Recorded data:
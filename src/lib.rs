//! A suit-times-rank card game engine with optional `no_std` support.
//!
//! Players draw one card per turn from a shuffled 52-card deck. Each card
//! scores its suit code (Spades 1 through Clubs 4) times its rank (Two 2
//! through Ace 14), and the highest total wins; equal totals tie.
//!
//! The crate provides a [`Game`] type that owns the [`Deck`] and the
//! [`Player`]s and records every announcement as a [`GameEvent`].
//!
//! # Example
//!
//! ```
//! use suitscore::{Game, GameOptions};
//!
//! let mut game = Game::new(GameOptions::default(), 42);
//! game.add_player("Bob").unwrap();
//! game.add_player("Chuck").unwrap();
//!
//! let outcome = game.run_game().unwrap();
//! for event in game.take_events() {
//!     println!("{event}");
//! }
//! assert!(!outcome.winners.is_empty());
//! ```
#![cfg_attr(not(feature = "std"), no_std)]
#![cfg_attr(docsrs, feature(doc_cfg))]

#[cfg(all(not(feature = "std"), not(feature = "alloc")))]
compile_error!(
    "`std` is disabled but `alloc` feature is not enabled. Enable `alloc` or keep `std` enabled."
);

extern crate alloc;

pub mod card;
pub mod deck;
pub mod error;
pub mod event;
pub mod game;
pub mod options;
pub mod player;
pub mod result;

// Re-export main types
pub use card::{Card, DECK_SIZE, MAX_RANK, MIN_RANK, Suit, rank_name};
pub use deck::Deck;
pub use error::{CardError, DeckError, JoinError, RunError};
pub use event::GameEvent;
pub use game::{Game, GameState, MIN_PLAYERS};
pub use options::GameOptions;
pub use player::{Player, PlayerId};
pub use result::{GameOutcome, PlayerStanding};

---

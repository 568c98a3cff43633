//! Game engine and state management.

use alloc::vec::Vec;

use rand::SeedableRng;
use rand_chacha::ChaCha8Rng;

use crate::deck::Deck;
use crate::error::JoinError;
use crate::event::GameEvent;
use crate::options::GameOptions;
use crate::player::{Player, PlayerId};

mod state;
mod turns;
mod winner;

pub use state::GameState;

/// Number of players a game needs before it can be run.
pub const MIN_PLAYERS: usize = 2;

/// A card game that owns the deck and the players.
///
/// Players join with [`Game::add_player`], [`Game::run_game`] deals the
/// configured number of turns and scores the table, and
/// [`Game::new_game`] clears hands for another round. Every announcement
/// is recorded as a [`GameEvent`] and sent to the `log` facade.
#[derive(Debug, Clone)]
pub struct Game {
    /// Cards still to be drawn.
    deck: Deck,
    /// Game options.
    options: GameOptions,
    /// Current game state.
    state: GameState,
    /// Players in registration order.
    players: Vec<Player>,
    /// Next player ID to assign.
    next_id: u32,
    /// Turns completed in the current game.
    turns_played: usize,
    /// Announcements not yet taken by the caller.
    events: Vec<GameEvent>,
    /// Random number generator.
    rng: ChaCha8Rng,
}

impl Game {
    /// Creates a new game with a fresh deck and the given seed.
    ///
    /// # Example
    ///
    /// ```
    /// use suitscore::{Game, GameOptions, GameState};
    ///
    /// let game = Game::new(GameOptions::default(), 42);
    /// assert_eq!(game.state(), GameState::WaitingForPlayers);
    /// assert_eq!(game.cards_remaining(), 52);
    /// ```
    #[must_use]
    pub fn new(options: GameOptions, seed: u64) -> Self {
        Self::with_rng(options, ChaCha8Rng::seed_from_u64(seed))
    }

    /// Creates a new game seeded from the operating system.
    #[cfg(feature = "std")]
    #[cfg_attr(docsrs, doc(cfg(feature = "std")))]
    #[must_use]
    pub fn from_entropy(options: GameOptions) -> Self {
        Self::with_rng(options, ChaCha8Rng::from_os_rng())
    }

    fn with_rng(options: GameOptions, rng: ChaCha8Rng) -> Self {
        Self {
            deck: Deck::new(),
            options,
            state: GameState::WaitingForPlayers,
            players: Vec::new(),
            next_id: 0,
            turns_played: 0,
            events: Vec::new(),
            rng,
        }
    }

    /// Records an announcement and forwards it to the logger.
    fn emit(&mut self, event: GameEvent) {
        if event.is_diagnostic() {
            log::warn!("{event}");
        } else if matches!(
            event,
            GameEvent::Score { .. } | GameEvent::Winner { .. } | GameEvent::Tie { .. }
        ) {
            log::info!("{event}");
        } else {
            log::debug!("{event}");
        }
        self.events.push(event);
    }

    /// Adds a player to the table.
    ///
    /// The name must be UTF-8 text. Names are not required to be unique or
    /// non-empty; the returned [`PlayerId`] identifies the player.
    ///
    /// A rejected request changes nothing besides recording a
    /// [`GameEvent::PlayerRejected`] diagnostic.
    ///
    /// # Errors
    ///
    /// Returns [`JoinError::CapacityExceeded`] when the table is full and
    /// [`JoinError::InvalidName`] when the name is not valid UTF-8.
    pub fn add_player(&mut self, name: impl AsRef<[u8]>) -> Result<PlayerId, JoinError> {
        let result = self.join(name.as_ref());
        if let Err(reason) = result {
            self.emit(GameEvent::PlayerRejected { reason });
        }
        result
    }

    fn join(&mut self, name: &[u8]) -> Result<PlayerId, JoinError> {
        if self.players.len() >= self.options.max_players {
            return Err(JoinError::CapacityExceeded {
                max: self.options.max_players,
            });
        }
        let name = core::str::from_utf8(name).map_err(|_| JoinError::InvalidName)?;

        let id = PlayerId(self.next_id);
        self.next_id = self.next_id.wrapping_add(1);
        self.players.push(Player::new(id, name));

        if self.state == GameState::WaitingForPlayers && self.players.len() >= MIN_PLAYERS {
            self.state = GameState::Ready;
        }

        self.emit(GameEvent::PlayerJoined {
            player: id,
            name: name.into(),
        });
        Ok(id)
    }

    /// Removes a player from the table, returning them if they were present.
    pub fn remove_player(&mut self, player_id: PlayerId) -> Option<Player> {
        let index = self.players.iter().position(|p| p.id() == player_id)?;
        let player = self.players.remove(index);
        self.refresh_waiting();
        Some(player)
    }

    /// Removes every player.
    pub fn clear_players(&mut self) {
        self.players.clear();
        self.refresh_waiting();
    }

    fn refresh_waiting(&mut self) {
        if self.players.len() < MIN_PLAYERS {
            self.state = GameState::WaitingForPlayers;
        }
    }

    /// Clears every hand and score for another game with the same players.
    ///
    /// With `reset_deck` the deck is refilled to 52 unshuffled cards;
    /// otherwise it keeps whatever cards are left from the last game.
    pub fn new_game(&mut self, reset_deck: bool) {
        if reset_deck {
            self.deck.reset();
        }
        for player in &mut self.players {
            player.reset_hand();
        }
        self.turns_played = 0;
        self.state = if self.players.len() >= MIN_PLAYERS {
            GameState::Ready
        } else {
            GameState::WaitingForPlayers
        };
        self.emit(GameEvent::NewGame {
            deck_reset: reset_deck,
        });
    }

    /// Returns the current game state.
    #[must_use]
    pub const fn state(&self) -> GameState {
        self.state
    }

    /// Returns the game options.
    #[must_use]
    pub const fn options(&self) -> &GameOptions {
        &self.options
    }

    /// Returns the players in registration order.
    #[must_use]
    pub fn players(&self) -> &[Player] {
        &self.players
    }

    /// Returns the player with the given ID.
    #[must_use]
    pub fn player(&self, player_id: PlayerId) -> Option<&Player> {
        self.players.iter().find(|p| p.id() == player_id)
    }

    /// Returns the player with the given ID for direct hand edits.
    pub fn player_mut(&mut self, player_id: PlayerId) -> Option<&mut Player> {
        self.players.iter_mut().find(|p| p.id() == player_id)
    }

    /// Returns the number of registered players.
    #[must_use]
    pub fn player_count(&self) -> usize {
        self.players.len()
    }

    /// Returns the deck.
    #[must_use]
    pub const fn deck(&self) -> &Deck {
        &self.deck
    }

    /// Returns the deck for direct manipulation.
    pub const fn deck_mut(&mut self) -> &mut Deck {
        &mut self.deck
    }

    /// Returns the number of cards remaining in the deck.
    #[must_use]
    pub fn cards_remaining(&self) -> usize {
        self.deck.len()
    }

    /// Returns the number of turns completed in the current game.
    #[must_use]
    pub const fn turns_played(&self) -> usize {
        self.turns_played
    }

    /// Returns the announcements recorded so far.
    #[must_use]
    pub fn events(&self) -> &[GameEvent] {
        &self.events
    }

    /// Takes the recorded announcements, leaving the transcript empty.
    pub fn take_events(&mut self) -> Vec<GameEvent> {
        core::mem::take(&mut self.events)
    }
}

WORK TO BE COMPLETED: Tally the lines in the records above that contain the word "find", and give only that number.

YOUR SOLUTION: 2